Neurons with the pacemaking phenotype might have a diminished respiratory reserve, putting them at risk of bioenergetics failure. (A) Schematic model of the respiratory capacity of a quiescent neuron, an active neuron, and an active Ca²⁺-regulated neuron. Respiratory capacity here is defined as the sum of the basal respiration of sustained cellular function and the respiratory reserve, which represents the “back-up” extra fuel for the cell that is normally used under active conditions (e.g., an excitable neuron). Active neurons with a Ca²⁺ handling phenotype like SNc DA neurons, reach a bioenergetics cliff owing to the enhanced stimulation of the tricarboxylic Krebs cycle (TCA) by Ca²⁺. This boost increases respiratory capacity of the cell to generate and supply more ATP necessary to support further Ca²⁺ extrusion. (B) Hypothetical plot of ROS production by the electron transport chain (ETC) as a function of inner mitochondrial membrane potential.
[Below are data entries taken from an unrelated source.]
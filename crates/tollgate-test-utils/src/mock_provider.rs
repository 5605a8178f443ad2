// SPDX-FileCopyrightText: 2026 Tollgate Contributors
// SPDX-License-Identifier: MIT OR Apache-2.0

//! Scripted provider adapter for deterministic testing.
//!
//! `MockProvider` implements `ProviderAdapter` with pre-configured replies,
//! enabling fast, CI-runnable tests without external API calls.

use std::collections::VecDeque;
use std::sync::Arc;
use std::sync::atomic::{AtomicBool, AtomicUsize, Ordering};
use std::time::Duration;

use async_trait::async_trait;
use tokio::sync::Mutex;
use tollgate_core::{
    GenerateRequest, GenerationResult, ProviderAdapter, ProviderKind, ProviderTier, TokenUsage,
    TollgateError,
};

/// One scripted reaction to a `generate` call.
#[derive(Debug, Clone)]
pub enum MockReply {
    /// Answer with this text.
    Text(String),
    /// Fail with `ProviderUnavailable`.
    Fail(String),
    /// Never answer. Use with a short router timeout.
    Hang,
}

impl MockReply {
    pub fn text(text: impl Into<String>) -> Self {
        MockReply::Text(text.into())
    }
}

/// A mock provider that replays scripted replies.
///
/// Replies are popped from a FIFO queue. When the queue is empty the default
/// reply (`"mock response"` unless changed) is used.
pub struct MockProvider {
    name: String,
    tier: ProviderTier,
    replies: Mutex<VecDeque<MockReply>>,
    default_reply: MockReply,
    delay: Duration,
    usage: TokenUsage,
    cost_usd: f64,
    raw_confidence: Option<f32>,
    healthy: AtomicBool,
    calls: AtomicUsize,
    probes: AtomicUsize,
    received: Mutex<Vec<GenerateRequest>>,
}

impl MockProvider {
    /// Create a mock provider for `tier` with an empty reply queue.
    pub fn new(name: impl Into<String>, tier: ProviderTier) -> Self {
        Self {
            name: name.into(),
            tier,
            replies: Mutex::new(VecDeque::new()),
            default_reply: MockReply::text("mock response"),
            delay: Duration::ZERO,
            usage: TokenUsage {
                prompt_tokens: 10,
                completion_tokens: 20,
            },
            cost_usd: 0.0,
            raw_confidence: None,
            healthy: AtomicBool::new(true),
            calls: AtomicUsize::new(0),
            probes: AtomicUsize::new(0),
            received: Mutex::new(Vec::new()),
        }
    }

    /// Queue replies, consumed in order.
    pub fn with_replies(mut self, replies: Vec<MockReply>) -> Self {
        self.replies = Mutex::new(VecDeque::from(replies));
        self
    }

    /// Reply used once the queue is empty.
    pub fn with_default(mut self, reply: MockReply) -> Self {
        self.default_reply = reply;
        self
    }

    /// Always fail, and fail health checks.
    pub fn failing(self) -> Self {
        self.set_healthy(false);
        self.with_default(MockReply::Fail("scripted failure".into()))
    }

    /// Sleep this long before every reply.
    pub fn with_delay(mut self, delay: Duration) -> Self {
        self.delay = delay;
        self
    }

    pub fn with_usage(mut self, prompt_tokens: u32, completion_tokens: u32) -> Self {
        self.usage = TokenUsage {
            prompt_tokens,
            completion_tokens,
        };
        self
    }

    pub fn with_cost(mut self, cost_usd: f64) -> Self {
        self.cost_usd = cost_usd;
        self
    }

    pub fn with_confidence(mut self, raw: f32) -> Self {
        self.raw_confidence = Some(raw);
        self
    }

    /// Wrap in an `Arc` for sharing with a router.
    pub fn shared(self) -> Arc<Self> {
        Arc::new(self)
    }

    /// Add a reply to the end of the queue.
    pub async fn push_reply(&self, reply: MockReply) {
        self.replies.lock().await.push_back(reply);
    }

    /// Result returned by subsequent health checks.
    pub fn set_healthy(&self, healthy: bool) {
        self.healthy.store(healthy, Ordering::SeqCst);
    }

    /// Number of `generate` calls so far.
    pub fn calls(&self) -> usize {
        self.calls.load(Ordering::SeqCst)
    }

    /// Number of `health_check` calls so far.
    pub fn probes(&self) -> usize {
        self.probes.load(Ordering::SeqCst)
    }

    /// Text of every request received, in order.
    pub async fn received_texts(&self) -> Vec<String> {
        self.received
            .lock()
            .await
            .iter()
            .map(|r| r.text.clone())
            .collect()
    }

    /// Every request received, in order.
    pub async fn received(&self) -> Vec<GenerateRequest> {
        self.received.lock().await.clone()
    }

    async fn next_reply(&self) -> MockReply {
        self.replies
            .lock()
            .await
            .pop_front()
            .unwrap_or_else(|| self.default_reply.clone())
    }
}

#[async_trait]
impl ProviderAdapter for MockProvider {
    fn name(&self) -> &str {
        &self.name
    }

    fn tier(&self) -> ProviderTier {
        self.tier
    }

    fn kind(&self) -> ProviderKind {
        match self.tier {
            ProviderTier::Local => ProviderKind::Local,
            ProviderTier::Fast | ProviderTier::Reasoning => ProviderKind::Remote,
        }
    }

    async fn generate(
        &self,
        request: GenerateRequest,
    ) -> Result<GenerationResult, TollgateError> {
        self.calls.fetch_add(1, Ordering::SeqCst);
        self.received.lock().await.push(request);
        let reply = self.next_reply().await;
        if !self.delay.is_zero() {
            tokio::time::sleep(self.delay).await;
        }
        match reply {
            MockReply::Text(text) => Ok(GenerationResult {
                provider_name: self.name.clone(),
                text,
                token_usage: self.usage,
                latency_ms: self.delay.as_millis() as u64,
                raw_confidence: self.raw_confidence,
                cost_usd: self.cost_usd,
            }),
            MockReply::Fail(message) => Err(TollgateError::provider(&self.name, message)),
            MockReply::Hang => std::future::pending().await,
        }
    }

    async fn health_check(&self) -> Result<(), TollgateError> {
        self.probes.fetch_add(1, Ordering::SeqCst);
        if self.healthy.load(Ordering::SeqCst) {
            Ok(())
        } else {
            Err(TollgateError::provider(&self.name, "scripted health check failure"))
        }
    }
}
Also plotted are the effects of Ca²⁺ stimulation of the TCA cycle and the effects of complex V and uncoupling proteins (UCPs). (C) Metabolic demand expressed as an increase in respiratory capacity comes at a trade-off of generating reactive oxygen species (ROS) (shown in the graph as the increase in oxidant stress), which will feedback to negatively affect proteostatic function and compromise cellular respiration until it reaches the point of a bioenergetics failure, in which a cell can no longer meet the metabolic demand and will fail to continuously supply the cell with energy fuel to extrude Ca²⁺.